Source Control: Drainage Procedures
Incision and drainage is the cornerstone of treatment for any drainable collection 1:
- For simple abscesses or boils, incision and drainage alone is often adequate without antibiotics 1
- Loop drainage is preferred over traditional incision and drainage technique 3
- Ensure complete drainage before relying on antibiotic therapy, as source control is paramount 1
Antibiotic Therapy for Purulent Cellulitis
Outpatient Oral Options (5-10 days):
First-line empirical CA-MRSA coverage 1:
- Trimethoprim-sulfamethoxazole (TMP-SMX) - preferred in MRSA-prevalent areas with 91% success rate 4
- Clindamycin - effective monotherapy 1
- Doxycycline or minocycline - acceptable alternatives 1
- Linezolid - effective but expensive 1
When to Add Antibiotics to Drainage:
Antibiotic therapy is indicated when the abscess/purulent cellulitis is associated with 1:
- Severe or extensive disease involving multiple sites
- Rapid progression with associated cellulitis
- Signs of systemic illness (fever, tachycardia, hypotension)
- Comorbidities or immunosuppression
- Extremes of age
- Difficult-to-drain locations (face, hand, genitalia)
- Associated septic phlebitis
- Lack of response to drainage alone
Hospitalized Patients with Complicated Purulent SSTI:
Intravenous options for severe infections 1:
- Vancomycin IV (first-line for hospitalized patients)
- Linezolid 600 mg IV/PO twice daily
- Daptomycin 4 mg/kg IV once daily
- Telavancin 10 mg/kg IV once daily
- Clindamycin 600 mg IV/PO three times daily (if local resistance rates are low)
Treatment duration is typically 7-14 days for complicated infections 1.

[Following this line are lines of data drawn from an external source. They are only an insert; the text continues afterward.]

/// Request extractors
///
/// [`ValidJson`] is `Json<T>` plus `validator` checks, with every rejection
/// rendered as a 400 [`ApiError`] instead of Axum's plain-text 415/422.

use axum::{
    async_trait,
    extract::{rejection::JsonRejection, FromRequest, Request},
    Json,
};
use serde::de::DeserializeOwned;
use validator::Validate;

use crate::error::ApiError;

/// JSON body that has been deserialized and validated
///
/// # Example
///
/// ```
/// use smartrental_api::extract::ValidJson;
/// use serde::Deserialize;
/// use validator::Validate;
///
/// #[derive(Deserialize, Validate)]
/// struct Rename {
///     #[validate(length(min = 1, max = 150))]
///     username: String,
/// }
///
/// async fn rename(ValidJson(body): ValidJson<Rename>) -> String {
///     body.username
/// }
/// ```
#[derive(Debug, Clone, Copy, Default)]
pub struct ValidJson<T>(pub T);

#[async_trait]
impl<T, S> FromRequest<S> for ValidJson<T>
where
    T: DeserializeOwned + Validate,
    S: Send + Sync,
{
    type Rejection = ApiError;

    async fn from_request(req: Request, state: &S) -> Result<Self, Self::Rejection> {
        let Json(value) = Json::<T>::from_request(req, state)
            .await
            .map_err(json_rejection)?;

        value.validate()?;

        Ok(ValidJson(value))
    }
}

fn json_rejection(rejection: JsonRejection) -> ApiError {
    match rejection {
        JsonRejection::JsonDataError(e) => ApiError::BadRequest(e.body_text()),
        JsonRejection::JsonSyntaxError(_) => {
            ApiError::BadRequest("Request body is not valid JSON".to_string())
        }
        JsonRejection::MissingJsonContentType(_) => {
            ApiError::BadRequest("Expected Content-Type: application/json".to_string())
        }
        other => ApiError::BadRequest(other.body_text()),
    }
}
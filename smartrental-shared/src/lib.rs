//! # SmartRental Shared Library
//!
//! Types, persistence, and auth primitives shared by the SmartRental API
//! server and its integration tests.
//!
//! ## Module Organization
//!
//! - `models`: Database models and data structures
//! - `auth`: Password hashing, JWT tokens, request auth context, role checks
//! - `db`: Connection pool and embedded migrations

pub mod auth;
pub mod db;
pub mod models;

/// Current version of the SmartRental shared library
pub const VERSION: &str = env!("CARGO_PKG_VERSION");
/// Configuration for the API server
///
/// Loaded from environment variables, with an optional `.env` file for
/// development.
///
/// # Environment Variables
///
/// - `API_HOST`: Host to bind to (default: 0.0.0.0)
/// - `API_PORT`: Port to bind to (default: 8080)
/// - `API_CORS_ORIGINS`: Comma-separated allowed origins, `*` for any (default: *)
/// - `API_PRODUCTION`: Enables HSTS (default: false)
/// - `DATABASE_URL`: PostgreSQL connection string (required)
/// - `DATABASE_MAX_CONNECTIONS`: Pool size (default: 10)
/// - `JWT_SECRET`: HS256 signing key, at least 32 characters (required)
/// - `JWT_ACCESS_TTL_MINUTES`: Access token lifetime, 1 to 1440 (default: 60)
/// - `JWT_REFRESH_TTL_DAYS`: Refresh token lifetime, 1 to 365 (default: 7)
///
/// # Example
///
/// ```no_run
/// use smartrental_api::config::Config;
///
/// # fn example() -> anyhow::Result<()> {
/// let config = Config::from_env()?;
/// println!("Server will listen on {}", config.bind_address());
/// # Ok(())
/// # }
/// ```

use anyhow::Context;
use serde::{Deserialize, Serialize};
use smartrental_shared::auth::jwt::TokenLifetimes;
use smartrental_shared::db::pool::PoolConfig;
use std::env;
use std::str::FromStr;

/// Minimum accepted length of `JWT_SECRET`
pub const MIN_JWT_SECRET_LENGTH: usize = 32;

/// Longest accepted access token lifetime, one day
pub const MAX_ACCESS_TTL_MINUTES: i64 = 24 * 60;

/// Longest accepted refresh token lifetime, one year
pub const MAX_REFRESH_TTL_DAYS: i64 = 365;

/// Complete application configuration
#[derive(Debug, Clone, Serialize, Deserialize)]
pub struct Config {
    pub api: ApiConfig,
    pub database: DatabaseConfig,
    pub jwt: JwtConfig,
}

/// HTTP server settings
#[derive(Debug, Clone, Serialize, Deserialize)]
pub struct ApiConfig {
    /// Host to bind to
    pub host: String,

    /// Port to bind to
    pub port: u16,

    /// Allowed CORS origins; `["*"]` allows any origin
    pub cors_origins: Vec<String>,

    /// Production mode adds Strict-Transport-Security
    pub production: bool,
}

/// Database settings
#[derive(Debug, Clone, Serialize, Deserialize)]
pub struct DatabaseConfig {
    /// PostgreSQL connection URL
    pub url: String,

    /// Maximum number of connections in pool
    pub max_connections: u32,
}

impl DatabaseConfig {
    /// Pool settings for these values
    pub fn pool_config(&self) -> PoolConfig {
        PoolConfig {
            max_connections: self.max_connections,
            ..PoolConfig::new(self.url.clone())
        }
    }
}

/// Token settings
#[derive(Debug, Clone, Serialize, Deserialize)]
pub struct JwtConfig {
    /// HS256 signing key
    ///
    /// Generate with: `openssl rand -hex 32`
    #[serde(skip_serializing)]
    pub secret: String,

    pub access_ttl_minutes: i64,

    pub refresh_ttl_days: i64,
}

impl JwtConfig {
    pub fn lifetimes(&self) -> TokenLifetimes {
        TokenLifetimes {
            access: chrono::Duration::minutes(self.access_ttl_minutes),
            refresh: chrono::Duration::days(self.refresh_ttl_days),
        }
    }
}

impl Config {
    /// Loads configuration from environment variables
    ///
    /// # Errors
    ///
    /// Returns an error if:
    /// - `DATABASE_URL` or `JWT_SECRET` is missing
    /// - `JWT_SECRET` is shorter than 32 characters
    /// - A numeric or boolean variable cannot be parsed
    /// - A token lifetime is outside its accepted range
    pub fn from_env() -> anyhow::Result<Self> {
        // Load .env file if present (for development)
        dotenvy::dotenv().ok();

        Self::from_lookup(|key| env::var(key).ok())
    }

    /// Loads configuration through an arbitrary variable lookup
    pub fn from_lookup<F>(lookup: F) -> anyhow::Result<Self>
    where
        F: Fn(&str) -> Option<String>,
    {
        let database_url = lookup("DATABASE_URL")
            .context("DATABASE_URL environment variable is required")?;

        let jwt_secret =
            lookup("JWT_SECRET").context("JWT_SECRET environment variable is required")?;

        if jwt_secret.chars().count() < MIN_JWT_SECRET_LENGTH {
            anyhow::bail!(
                "JWT_SECRET must be at least {} characters long",
                MIN_JWT_SECRET_LENGTH
            );
        }

        let access_ttl_minutes: i64 = parse_or(&lookup, "JWT_ACCESS_TTL_MINUTES", 60)?;
        let refresh_ttl_days: i64 = parse_or(&lookup, "JWT_REFRESH_TTL_DAYS", 7)?;

        if !(1..=MAX_ACCESS_TTL_MINUTES).contains(&access_ttl_minutes) {
            anyhow::bail!(
                "JWT_ACCESS_TTL_MINUTES must be between 1 and {}",
                MAX_ACCESS_TTL_MINUTES
            );
        }
        if !(1..=MAX_REFRESH_TTL_DAYS).contains(&refresh_ttl_days) {
            anyhow::bail!(
                "JWT_REFRESH_TTL_DAYS must be between 1 and {}",
                MAX_REFRESH_TTL_DAYS
            );
        }

        let cors_origins = lookup("API_CORS_ORIGINS")
            .unwrap_or_else(|| "*".to_string())
            .split(',')
            .map(str::trim)
            .filter(|origin| !origin.is_empty())
            .map(str::to_string)
            .collect();

        Ok(Self {
            api: ApiConfig {
                host: lookup("API_HOST").unwrap_or_else(|| "0.0.0.0".to_string()),
                port: parse_or(&lookup, "API_PORT", 8080)?,
                cors_origins,
                production: parse_or(&lookup, "API_PRODUCTION", false)?,
            },
            database: DatabaseConfig {
                url: database_url,
                max_connections: parse_or(&lookup, "DATABASE_MAX_CONNECTIONS", 10)?,
            },
            jwt: JwtConfig {
                secret: jwt_secret,
                access_ttl_minutes,
                refresh_ttl_days,
            },
        })
    }

    /// Returns the server bind address
    pub fn bind_address(&self) -> String {
        format!("{}:{}", self.api.host, self.api.port)
    }
}

fn parse_or<F, T>(lookup: &F, key: &str, default: T) -> anyhow::Result<T>
where
    F: Fn(&str) -> Option<String>,
    T: FromStr,
    T::Err: std::error::Error + Send + Sync + 'static,
{
    match lookup(key) {
        Some(raw) => raw
            .trim()
            .parse()
            .with_context(|| format!("Invalid value for {}: {:?}", key, raw)),
        None => Ok(default),
    }
}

Critical Pitfalls to Avoid
- Do not use β-lactams alone (cephalexin, amoxicillin) for purulent cellulitis, as they lack MRSA coverage and have significantly lower success rates (74% vs 91% for TMP-SMX) 4
- Do not prescribe antibiotics for simple abscesses that have been adequately drained without the indications listed above 1
- Do not use rifampin as single agent or adjunctive therapy for SSTI 1
- Ensure adequate drainage before assuming antibiotic failure—incomplete source control is a common reason for treatment failure 1
Risk Factors for CA-MRSA
Consider higher likelihood of MRSA in 2:
- Athletes, children, men who have sex with men
- Prisoners, military recruits
- Long-term care facility residents
- Prior MRSA exposure
- Intravenous drug users
In MRSA-prevalent areas (>60% of cultured isolates), antibiotics with CA-MRSA activity are preferred empiric therapy 4.